REQUIRED WORK
Please copy, with no word changed, only the run of lines that opens with the line containing "let mut validator" and closes with the last line below.

EXTRACTED RECORDS

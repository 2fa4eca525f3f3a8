//! WGSL sources for the three render passes.
//!
//! - the sprite pass draws one instanced quad per particle into the offscreen
//!   target, writing a radial falloff to alpha;
//! - the composite pass draws the viewport quad, maps the target's alpha through
//!   the threshold ramp and mixes film grain on top (`fs_main`), or copies the
//!   target unchanged (`fs_debug`);
//! - the label pass draws the text mask, tinted, over the composite.
//!
//! Uniform struct layouts match [`crate::uniforms`] and [`crate::ramp::RampUniform`].

use crate::config::Falloff;
use crate::ramp::MAX_BANDS;

/// Hash-based grain noise in `[0, 1)`.
pub const GRAIN_WGSL: &str = r#"
fn grain(coord: vec2<f32>, time: f32) -> f32 {
    let p = coord + vec2<f32>(time);
    return fract(sin(dot(p, vec2<f32>(12.9898, 78.233))) * 43758.5453123);
}
"#;

/// WGSL expression for the sprite alpha, given `dist` from the quad centre.
pub fn falloff_expr(falloff: Falloff) -> &'static str {
    match falloff {
        Falloff::Clamped => "clamp(0.5 - dist, 0.0, 1.0)",
        Falloff::Unclamped => "0.5 - dist",
    }
}

/// Instanced soft-circle sprite.
///
/// Vertex buffer 0 is per-instance: one `vec2<f32>` particle position.
pub fn sprite_shader(falloff: Falloff) -> String {
    let falloff = falloff_expr(falloff);
    format!(
        r#"struct Sprite {{
    projection: mat4x4<f32>,
    extent: vec4<f32>,
}};

@group(0) @binding(0)
var<uniform> sprite: Sprite;

struct VertexOutput {{
    @builtin(position) clip_position: vec4<f32>,
    @location(0) uv: vec2<f32>,
}};

@vertex
fn vs_main(
    @builtin(vertex_index) vertex_index: u32,
    @location(0) offset: vec2<f32>,
) -> VertexOutput {{
    var corners = array<vec2<f32>, 6>(
        vec2<f32>(-0.5, -0.5),
        vec2<f32>( 0.5, -0.5),
        vec2<f32>( 0.5,  0.5),
        vec2<f32>(-0.5, -0.5),
        vec2<f32>( 0.5,  0.5),
        vec2<f32>(-0.5,  0.5),
    );
    let corner = corners[vertex_index];
    let world = offset + corner * sprite.extent.x;

    var out: VertexOutput;
    out.clip_position = sprite.projection * vec4<f32>(world, 0.0, 1.0);
    out.uv = corner + vec2<f32>(0.5);
    return out;
}}

@fragment
fn fs_main(in: VertexOutput) -> @location(0) vec4<f32> {{
    let dist = distance(in.uv, vec2<f32>(0.5));
    let c = {falloff};
    return vec4<f32>(vec3<f32>(1.0), c);
}}
"#
    )
}

const QUAD_VERTEX_WGSL: &str = r#"
struct VertexOutput {
    @builtin(position) clip_position: vec4<f32>,
    @location(0) uv: vec2<f32>,
};

@vertex
fn vs_main(
    @location(0) position: vec2<f32>,
    @location(1) uv: vec2<f32>,
) -> VertexOutput {
    var out: VertexOutput;
    out.clip_position = uniforms.projection * vec4<f32>(position, 0.0, 1.0);
    out.uv = uv;
    return out;
}
"#;

/// Threshold ramp and grain over the offscreen target, plus the debug blit.
pub fn composite_shader() -> String {
    format!(
        r#"struct Uniforms {{
    projection: mat4x4<f32>,
    // xy unused, z = grain time, w = grain blend
    params: vec4<f32>,
}};

struct Ramp {{
    base: vec4<f32>,
    colors: array<vec4<f32>, {bands}>,
    edges: array<vec4<f32>, {bands}>,
    count: vec4<u32>,
}};

@group(0) @binding(0)
var field_texture: texture_2d<f32>;

@group(0) @binding(1)
var field_sampler: sampler;

@group(0) @binding(2)
var<uniform> uniforms: Uniforms;

@group(0) @binding(3)
var<uniform> ramp: Ramp;
{vertex}
{grain}
fn band_weight(edge: vec4<f32>, a: f32) -> f32 {{
    if edge.y <= 0.0 {{
        return step(edge.x, a);
    }}
    return smoothstep(edge.x, edge.x + edge.y, a);
}}

@fragment
fn fs_main(in: VertexOutput) -> @location(0) vec4<f32> {{
    let a = textureSample(field_texture, field_sampler, in.uv).a;

    var color = ramp.base.rgb;
    let count = min(ramp.count.x, {bands}u);
    for (var i = 0u; i < count; i = i + 1u) {{
        color = mix(color, ramp.colors[i].rgb, band_weight(ramp.edges[i], a));
    }}

    let speckle = grain(in.clip_position.xy, uniforms.params.z);
    color = mix(color, vec3<f32>(speckle), uniforms.params.w);
    return vec4<f32>(color, 1.0);
}}

@fragment
fn fs_debug(in: VertexOutput) -> @location(0) vec4<f32> {{
    return textureSample(field_texture, field_sampler, in.uv);
}}
"#,
        bands = MAX_BANDS,
        vertex = QUAD_VERTEX_WGSL,
        grain = GRAIN_WGSL,
    )
}

/// Tinted text mask quad.
pub fn label_shader() -> String {
    format!(
        r#"struct Uniforms {{
    projection: mat4x4<f32>,
    tint: vec4<f32>,
}};

@group(0) @binding(0)
var mask_texture: texture_2d<f32>;

@group(0) @binding(1)
var mask_sampler: sampler;

@group(0) @binding(2)
var<uniform> uniforms: Uniforms;
{vertex}
@fragment
fn fs_main(in: VertexOutput) -> @location(0) vec4<f32> {{
    let coverage = textureSample(mask_texture, mask_sampler, in.uv).r;
    return vec4<f32>(uniforms.tint.rgb, coverage * uniforms.tint.a);
}}
"#,
        vertex = QUAD_VERTEX_WGSL,
    )
}

#[cfg(test)]
mod tests {
    use super::*;

    fn validate_wgsl(code: &str) -> Result<(), String> {
        let module = naga::front::wgsl::parse_str(code)
            .map_err(|e| format!("WGSL parse error: {:?}", e))?;

        let mut validator = naga::valid::Validator::new(
            naga::valid::ValidationFlags::all(),
            naga::valid::Capabilities::all(),
        );
        validator
            .validate(&module)
            .map_err(|e| format!("WGSL validation error: {:?}", e))?;

        Ok(())
    }

    #[test]
    fn test_sprite_shader_valid() {
        for falloff in [Falloff::Clamped, Falloff::Unclamped] {
            let src = sprite_shader(falloff);
            assert!(src.contains(falloff_expr(falloff)));
            validate_wgsl(&src).expect("sprite WGSL should be valid");
        }
    }

    #[test]
    fn test_composite_shader_valid() {
        let src = composite_shader();
        assert!(src.contains("fn fs_debug"));
        assert!(src.contains("array<vec4<f32>, 4>"));
        // Only z and w of params carry data.
        assert!(!src.contains("params.x") && !src.contains("params.y"));
        validate_wgsl(&src).expect("composite WGSL should be valid");
    }

    #[test]
    fn test_label_shader_valid() {
        validate_wgsl(&label_shader()).expect("label WGSL should be valid");
    }
}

ANSWER TO THIS EXERCISE
        let mut validator = naga::valid::Validator::new(
            naga::valid::ValidationFlags::all(),
            naga::valid::Capabilities::all(),
        );
        validator
            .validate(&module)
            .map_err(|e| format!("WGSL validation error: {:?}", e))?;

        Ok(())
    }

    #[test]
    fn test_sprite_shader_valid() {
        for falloff in [Falloff::Clamped, Falloff::Unclamped] {
            let src = sprite_shader(falloff);
            assert!(src.contains(falloff_expr(falloff)));
            validate_wgsl(&src).expect("sprite WGSL should be valid");
        }
    }

    #[test]
    fn test_composite_shader_valid() {
        let src = composite_shader();
        assert!(src.contains("fn fs_debug"));
        assert!(src.contains("array<vec4<f32>, 4>"));
        // Only z and w of params carry data.
        assert!(!src.contains("params.x") && !src.contains("params.y"));
        validate_wgsl(&src).expect("composite WGSL should be valid");
    }

    #[test]
    fn test_label_shader_valid() {
        validate_wgsl(&label_shader()).expect("label WGSL should be valid");
    }
}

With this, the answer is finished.